3.2.1 Theoretical result
Rosenbaum and Rubin (1983) showed:
- For potential outcomes \(Y(1), Y(0)\), if you have sufficient observed covariate list \(L\) to reduce confounding (`strong ignoribility’):
- i.e., if \((Y(1), Y(0)) \perp A | L\)
- Note that is this NOT \(Y \perp A | L\)
- then
- \((Y(1), Y(0)) \perp A | PS\) and
- \(A \perp L | PS\)
3.2.2 Assumptions
Conditional Exchangeability | \(Y(1), Y(0) \perp A | L\) | Treatment assignment is independent of the potential outcome, given L |
Positivity | \(0 < P(A=1 | L) < 1\) | Subjects are eligible to receive both treatment, given L |
Consistency | \(Y = Y(a) \forall A=a\) | No multiple version of the treatment |
3.3 PS Matching Steps
Propensity score matching has 4 steps (Austin 2011a)

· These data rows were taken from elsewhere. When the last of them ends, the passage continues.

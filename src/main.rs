//! tunegrab - download Spotify tracks into a tagged local library

use anyhow::Result;
use clap::Parser;
use tracing_subscriber::{layer::SubscriberExt, util::SubscriberInitExt};

mod catalog;
mod cli;
mod config;
mod download;
mod server;
mod session;
mod track;
mod utils;

use cli::{Cli, Commands};
use config::Config;

#[tokio::main]
async fn main() -> Result<()> {
    let cli = Cli::parse();

    // Initialize logging
    let filter = if cli.verbose {
        "tunegrab=debug,librespot=info"
    } else {
        "tunegrab=info"
    };

    tracing_subscriber::registry()
        .with(
            tracing_subscriber::EnvFilter::try_from_default_env()
                .unwrap_or_else(|_| filter.into()),
        )
        .with(tracing_subscriber::fmt::layer().with_target(false))
        .init();

    let mut config = Config::default();
    if let Some(output) = cli.output {
        config.music_dir = output;
    }
    if cli.no_reveal {
        config.reveal_after_download = false;
    }

    match cli.command.unwrap_or(Commands::Prompt) {
        Commands::Auth {
            client_id,
            client_secret,
            force,
        } => {
            cli::commands::auth(client_id, client_secret, force).await?;
        }
        Commands::Prompt => {
            cli::commands::prompt(config).await?;
        }
        Commands::Download { query, yes } => {
            cli::commands::download(query, yes, config).await?;
        }
        Commands::Serve { port } => {
            cli::commands::serve(port, config).await?;
        }
        Commands::Completion { shell } => {
            cli::commands::completion(shell);
        }
    }

    Ok(())
}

Step 1 | exposure modelling: \(PS = Prob(A=1|L)\) |
Step 2 | Match by \(PS\) |
Step 3 | Assess balance and overlap (\(PS\) and \(L\)) |
Step 4 | outcome modelling: \(Prob(Y=1|A=1)\) |
References
———. 2011a. “A Tutorial and Case Study in Propensity Score Analysis: An Application to Estimating the Effect of in-Hospital Smoking Cessation Counseling on Mortality.” Multivariate Behavioral Research 46 (1): 119–51.
Rosenbaum, Paul R, and Donald B Rubin. 1983. “The Central Role of the Propensity Score in Observational Studies for Causal Effects.” Biometrika 70 (1): 41–55.